Ahsinger won a silver medal with synchro partner Cheyenne Webster at the 2018 Loulé World Cup. At the 2018 Pan American Championships, she won the silver medal in the individual event behind Canada's Sophiane Méthot. She also won a silver medal in the synchro event, and the United States won team gold. She represented the United States at the 2019 Pan American Games and won the individual silver medal to Canada's Samantha Smith. She won a silver medal in the mixed team competition at the 2019 World Championships.
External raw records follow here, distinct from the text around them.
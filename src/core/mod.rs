//! Stanza core module
//!
//! This module contains the element tree itself and everything that operates
//! on it: construction and mutation, namespace resolution, serialization,
//! and the interchange projection.

pub mod element;
pub mod error;
pub mod interchange;
pub mod namespace;
pub mod serializer;

pub use element::{Element, Node};
pub use error::{StanzaError, StanzaResult};
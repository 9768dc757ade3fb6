//! Stanza text serializer
//!
//! Emits standard XML element syntax: elements, attributes, and text only.
//! No XML declaration, no DOCTYPE, no comments or processing instructions.
//!
//! Escaping is delegated to quick-xml's pure escape functions:
//! [`escape`] for attribute values (covers `&`, `<`, `>`, `"`) and
//! [`partial_escape`] for text content (covers `&`, `<`, `>`).

use crate::core::element::{Element, Node};
use quick_xml::escape::{escape, partial_escape};
use std::fmt;

impl Element {
    /// Render the opening tag
    ///
    /// Emits `<name` followed by every attribute with a non-absent value as
    /// ` key="escaped-value"`, then `/>` when `allow_self_close` is set and
    /// the element has no children, otherwise `>`.
    pub fn open_tag(&self, allow_self_close: bool) -> String {
        let data = self.data();
        let mut out = String::new();
        out.push('<');
        out.push_str(&data.name);
        for (key, value) in &data.attributes {
            let Some(value) = value else { continue };
            out.push(' ');
            out.push_str(key);
            out.push_str("=\"");
            out.push_str(&escape(value.as_str()));
            out.push('"');
        }
        if allow_self_close && data.children.is_empty() {
            out.push_str("/>");
        } else {
            out.push('>');
        }
        out
    }

    /// Render the closing tag
    pub fn close_tag(&self) -> String {
        format!("</{}>", self.name())
    }

    /// Render the element and its subtree as XML text
    ///
    /// A childless element renders as a single self-closed tag. Any child,
    /// even an empty text node, forces an explicit open/close pair.
    pub fn serialize(&self) -> String {
        let mut out = self.open_tag(true);
        let children = self.children();
        if children.is_empty() {
            return out;
        }
        for child in &children {
            match child {
                Node::Text(text) => out.push_str(&partial_escape(text.as_str())),
                Node::Element(element) => out.push_str(&element.serialize()),
            }
        }
        out.push_str(&self.close_tag());
        out
    }
}

impl fmt::Display for Element {
    fn fmt(&self, f: &mut fmt::Formatter<'_>) -> fmt::Result {
        f.write_str(&self.serialize())
    }
}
At the 2020 Baku World Cup, she competed with Jessica Stevens and won a bronze medal in the synchro competition.

Ahsinger won the individual title at the 2021 USA Gymnastics Championships and was selected to compete at the postponed Olympics in Tokyo. At the 2020 Summer Olympics, she finished in sixth place in the final round, matching the best-ever Olympic placement of any U.S. trampoline gymnast.

Ahsinger and Sarah Webster won a silver medal in the synchro event at the 2022 Rimini World Cup. They then won the gold medal at the Arosa World Cup. She helped the United States win the team all-around silver medal at the 2022 World Championships.

At the 2023 Santarem World Cup, Ahsinger and Webster won a silver medal in the synchro event, and they won another silver medal at the Coimbra World Cup. They then won the gold medal at the Palm Beach World Cup. They won the silver medal at the Varna World Cup to win the overall World Cup series in synchro. She then competed with Jessica Stevens at the 2023 Pan American Games, and they won the synchro title.

Ahsinger and Webster won the synchro competition at the 2024 Baku World Cup. She was named the alternate for the United States at the 2024 Summer Olympics.

==Personal life==
Ahsinger lives in Lafayette, Louisiana, where she trains at Trampoline and Tumbling Express. She is originally from San Diego, California, and attended Scripps Ranch High School. She attended the University of Louisiana at Lafayette and received a degree in journalism.